You could see if anything is on at the Wagon & Horses on Adderley St in Digbeth. They have a stage in the yard and another upstairs.  Caters for the punky/crusty scene.


----------



## stuff_it (Mar 6, 2012)

Blagsta said:


> You could see if anything is on at the Wagon & Horses on Adderley St in Digbeth. They have a stage in the yard and another upstairs. Caters for the punky/crusty scene.


So no Jungle then? 

And who you calling crusty!? I'm a proper person now! 

It looks like I will be in Brum this Thursday but the other open day is in Perry Bar, so not that practical to come into Birmingham on the way home - seems silly to drive when the trains are so reasonably priced.


----------



## marty21 (Mar 6, 2012)

http://www.pinknews.co.uk/2012/02/28/pub-attacker-who-shattered-gay-mans-jaw-jailed-for-ten-years/

I actually went to this pub in Acocks Green on Saturday - I was on my way to an Irish Club called Scanlons -

Probably the most basic pub I've ever been to - so avoid


----------



## Blagsta (Mar 6, 2012)

stuff_it said:


> So no Jungle then?
> 
> And who you calling crusty!? I'm a proper person now!
> 
> It looks like I will be in Brum this Thursday but the other open day is in Perry Bar, so not that practical to come into Birmingham on the way home - seems silly to drive when the trains are so reasonably priced.


They have jungle and drum'n'bass DJs a lot too. Nik from PCM plays there a bit.

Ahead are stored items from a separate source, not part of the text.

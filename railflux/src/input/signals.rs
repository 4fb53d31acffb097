use smallvec::SmallVec;
use std::collections::HashSet;

use super::topology::{SegmentRef, SignalId, Topology, TrackId};
use super::{content_lines, regex, ParseError};

/// How the occupancy of the monitored segments is combined.
#[derive(Debug, Copy, Clone, PartialEq, Eq)]
pub enum TriggerPolicy {
    /// Red if any monitored segment is occupied.
    Any,
    /// Red only if every monitored segment is occupied.
    All,
}

impl TriggerPolicy {
    pub fn triggered<I: IntoIterator<Item = bool>>(self, occupied: I) -> bool {
        let mut occupied = occupied.into_iter();
        match self {
            TriggerPolicy::Any => occupied.any(|x| x),
            TriggerPolicy::All => occupied.all(|x| x),
        }
    }
}

#[derive(Debug, Copy, Clone, PartialEq, Eq)]
pub enum Aspect {
    Red,
    Green,
    /// Not produced by any current policy.
    Yellow,
}

/// Status codes written to the store for each aspect.
#[derive(Debug, Copy, Clone, PartialEq, Eq)]
pub struct AspectCodes {
    pub red: i64,
    pub green: i64,
    pub yellow: i64,
}

impl Default for AspectCodes {
    fn default() -> AspectCodes {
        AspectCodes { red: 1, green: 0, yellow: 2 }
    }
}

impl AspectCodes {
    pub fn code(&self, aspect: Aspect) -> i64 {
        match aspect {
            Aspect::Red => self.red,
            Aspect::Green => self.green,
            Aspect::Yellow => self.yellow,
        }
    }

    pub fn aspect(&self, code: i64) -> Option<Aspect> {
        if code == self.red {
            Some(Aspect::Red)
        } else if code == self.green {
            Some(Aspect::Green)
        } else if code == self.yellow {
            Some(Aspect::Yellow)
        } else {
            None
        }
    }
}

#[derive(Debug, Clone)]
pub struct SignalDefinition {
    pub id: SignalId,
    /// Owning track; monitored segments written without a track belong here.
    pub track: TrackId,
    pub segments: SmallVec<[SegmentRef; 4]>,
    pub policy: TriggerPolicy,
    pub codes: AspectCodes,
    /// Display position (row, col) for the presentation layer.
    pub position: Option<(u32, u32)>,
    pub description: Option<String>,
}

impl SignalDefinition {
    /// The aspect for the given occupancy of `self.segments`, in order.
    pub fn aspect<I: IntoIterator<Item = bool>>(&self, occupied: I) -> Aspect {
        if self.policy.triggered(occupied) { Aspect::Red } else { Aspect::Green }
    }
}

#[derive(Debug, Clone, Default)]
pub struct SignalRuleSet {
    definitions: Vec<SignalDefinition>,
}

impl SignalRuleSet {
    pub fn new(definitions: Vec<SignalDefinition>) -> Result<SignalRuleSet, ParseError> {
        let mut ids = HashSet::new();
        for def in &definitions {
            if !ids.insert(def.id.clone()) {
                return Err(ParseError::Duplicate("signal", def.id.clone()));
            }
            if def.segments.is_empty() {
                return Err(ParseError::NoSegments(def.id.clone()));
            }
        }
        Ok(SignalRuleSet { definitions })
    }

    pub fn definitions(&self) -> &[SignalDefinition] {
        &self.definitions
    }

    pub fn get(&self, id: &str) -> Option<&SignalDefinition> {
        self.definitions.iter().find(|d| d.id == id)
    }

    /// Monitored segments that the topology does not know, per signal.
    pub fn unresolved<'a>(&'a self, topology: &'a Topology)
        -> impl Iterator<Item = (&'a SignalId, &'a SegmentRef)> + 'a {
        self.definitions.iter().flat_map(move |d| {
            d.segments.iter()
                .filter(move |s| !topology.contains(&s.track, &s.segment))
                .map(move |s| (&d.id, s))
        })
    }
}

/// Parses the signal rule format, one signal per line:
///
/// * signal 1 track T2 any S1 S2 S3 red=1 green=0 yellow=2 at 38 160
/// * signal 2 track T1 all S7 T2/S4
///
/// Codes default to red=1 green=0 yellow=2. `at <row> <col>` and a quoted
/// description are optional.
pub fn parse_signals(input: &str) -> Result<SignalRuleSet, ParseError> {
    let signal_re = regex(r"(?x) ^ signal \s+ (?P<id>[\w\-\.]+) \s+
            track \s+ (?P<track>[\w\-\.]+) \s+
            (?P<policy>any|all|ANY|ALL) \s+
            (?P<rest>.*) $")?;
    let segment_re = regex(r"^(?:(?P<track>[\w\-\.]+)/)?(?P<segment>[\w\-\.]+)$")?;
    let code_re = regex(r"^(?P<aspect>red|green|yellow)=(?P<code>-?\d+)$")?;
    let description_re = regex(r#""(?P<text>[^"]*)""#)?;

    let mut definitions = Vec::new();
    for (lineno, line) in content_lines(input) {
        let groups = signal_re.captures(line)
            .ok_or_else(|| ParseError::Unrecognized(lineno, line.to_string()))?;
        let track = groups["track"].to_string();
        let policy = match &groups["policy"] {
            "any" | "ANY" => TriggerPolicy::Any,
            _ => TriggerPolicy::All,
        };

        let mut segments = SmallVec::new();
        let mut codes = AspectCodes::default();
        let mut position = None;
        let description = description_re.captures(&groups["rest"]).map(|d| d["text"].to_string());
        let rest = description_re.replace(&groups["rest"], " ");
        let mut words = rest.split_whitespace();
        while let Some(word) = words.next() {
            if word == "at" {
                let mut coord = || words.next()
                    .and_then(|w| w.parse::<u32>().ok())
                    .ok_or_else(|| ParseError::NumberError(lineno, line.to_string()));
                let row = coord()?;
                let col = coord()?;
                position = Some((row, col));
            } else if let Some(c) = code_re.captures(word) {
                let code = c["code"].parse::<i64>()
                    .map_err(|_e| ParseError::NumberError(lineno, word.to_string()))?;
                match &c["aspect"] {
                    "red" => codes.red = code,
                    "green" => codes.green = code,
                    _ => codes.yellow = code,
                }
            } else if let Some(s) = segment_re.captures(word) {
                let seg_track = s.name("track").map(|m| m.as_str()).unwrap_or(track.as_str());
                segments.push(SegmentRef::new(seg_track, &s["segment"]));
            } else {
                return Err(ParseError::Unrecognized(lineno, line.to_string()));
            }
        }

        definitions.push(SignalDefinition {
            id: groups["id"].to_string(),
            track,
            segments,
            policy,
            codes,
            position,
            description,
        });
    }
    SignalRuleSet::new(definitions)
}

#[cfg(test)]
mod tests {
    use super::*;
    use crate::input::topology::parse_topology;

    #[test]
    fn policies() {
        assert!(TriggerPolicy::Any.triggered(vec![false, true, false]));
        assert!(!TriggerPolicy::Any.triggered(vec![false, false, false]));
        assert!(TriggerPolicy::All.triggered(vec![true, true]));
        assert!(!TriggerPolicy::All.triggered(vec![true, false]));
        // Single segment ALL behaves like ANY.
        for &x in &[true, false] {
            assert_eq!(TriggerPolicy::All.triggered(vec![x]), TriggerPolicy::Any.triggered(vec![x]));
        }
    }

    #[test]
    fn parse_rules() {
        let rules = parse_signals("
            signal 1 track T2 any S1 S2 S3 red=1 green=0 yellow=2 at 38 160
            signal 2 track T1 ANY S7
            signal 4 track T1 all S7 T2/S4 red=5 green=6
        ").unwrap();
        let defs = rules.definitions();
        assert_eq!(defs.len(), 3);
        assert_eq!(defs[0].segments.as_slice(),
                   &[SegmentRef::new("T2", "S1"), SegmentRef::new("T2", "S2"), SegmentRef::new("T2", "S3")]);
        assert_eq!(defs[0].position, Some((38, 160)));
        assert_eq!(defs[1].codes, AspectCodes::default());
        assert_eq!(defs[2].policy, TriggerPolicy::All);
        assert_eq!(defs[2].segments[1], SegmentRef::new("T2", "S4"));
        assert_eq!(defs[2].codes, AspectCodes { red: 5, green: 6, yellow: 2 });
        assert_eq!(rules.get("2").unwrap().track, "T1");
        assert_eq!(defs[0].description, None);
    }

    #[test]
    fn descriptions() {
        let rules = parse_signals(r#"
            signal 1 track T2 any S1 S2 S3 "Starter signal #1 on Track T2" at 38 160 # comment
            signal 2 track T1 any S7 at 58 160 "Starter signal #2"
        "#).unwrap();
        let defs = rules.definitions();
        assert_eq!(defs[0].description.as_ref().map(|s| s.as_str()), Some("Starter signal #1 on Track T2"));
        assert_eq!(defs[0].segments.len(), 3);
        assert_eq!(defs[0].position, Some((38, 160)));
        assert_eq!(defs[1].description.as_ref().map(|s| s.as_str()), Some("Starter signal #2"));
        assert!(parse_signals("signal 1 track T2 any S1 \"unterminated").is_err());
    }

    #[test]
    fn invalid_rules() {
        assert!(parse_signals("signal 1 track T2 any").is_err());
        assert!(parse_signals("signal 1 track T2 any S1\nsignal 1 track T2 any S2").is_err());
        assert!(parse_signals("signal 1 track T2 some S1").is_err());
        assert!(parse_signals("signal 1 track T2 any S1 at 38").is_err());
        assert!(parse_signals("signal 1 track T2 any S1 red=x").is_err());
    }

    #[test]
    fn unresolved_segments() {
        let topology = parse_topology("track T2 S1 S2 S3 S4").unwrap();
        let rules = parse_signals("signal 1 track T2 any S1 S9\nsignal 2 track T1 any S7").unwrap();
        let missing: Vec<_> = rules.unresolved(&topology).map(|(id, s)| (id.clone(), s.to_string())).collect();
        assert_eq!(missing, vec![("1".to_string(), "T2/S9".to_string()),
                                 ("2".to_string(), "T1/S7".to_string())]);
    }

    #[test]
    fn codes_map_back_to_aspects() {
        let codes = AspectCodes::default();
        assert_eq!(codes.aspect(codes.code(Aspect::Yellow)), Some(Aspect::Yellow));
        assert_eq!(codes.aspect(7), None);
    }
}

Another place to check out is PST, also in Digbeth, underground dance music, reggae, ska etc.


----------



## Blagsta (Mar 6, 2012)

marty21 said:


> http://www.pinknews.co.uk/2012/02/28/pub-attacker-who-shattered-gay-mans-jaw-jailed-for-ten-years/
> 
> I actually went to this pub in Acocks Green on Saturday - I was on my way to an Irish Club called Scanlons -
> 
> Probably the most basic pub I've ever been to - so avoid


Acocks Green is best avoided all round really.


----------



## marty21 (Mar 6, 2012)

Blagsta said:


> Acocks Green is best avoided all round really.


 this is good advice

Although I've been to Scanlons several times and had good nights there - one of my cousins manages it


----------



## stuff_it (Mar 6, 2012)

It will be the 15th that I'm in Birmingham anyway. *shrug*


----------



## marty21 (Mar 6, 2012)

I do like Ikon Gallery - not sure of the opening hours - and the Birmingham museum and art gallery, again no idea if they open in the evenings


----------



## MooChild (Mar 6, 2012)

Icon shuts at 6 and is closed on Mondays. BMAG shuts at 5pm 
You could try the custard factory in digbeth, usually something happening there, but no idea on specifics.


----------



## stuff_it (Mar 6, 2012)

The 15th is a Thursday.


----------



## Blagsta (Mar 6, 2012)

Facebook page for Wagon & Horses
https://www.facebook.com/profile.php?id=100001500121297


----------



## BigTom (Mar 6, 2012)

I was going to suggest PST.. also the Hare and Hounds in Kings Heath would be worth seeing what's on.


----------



## Maurice Picarda (Mar 6, 2012)

Thursday is The Wall at the Guild of Students on Bristol Road, with the latest indie sounds.*


*This might be slightly out of date information.


----------



## baldrick (Mar 6, 2012)

so are you in brum this thursday and next friday?  bit confused, sorry.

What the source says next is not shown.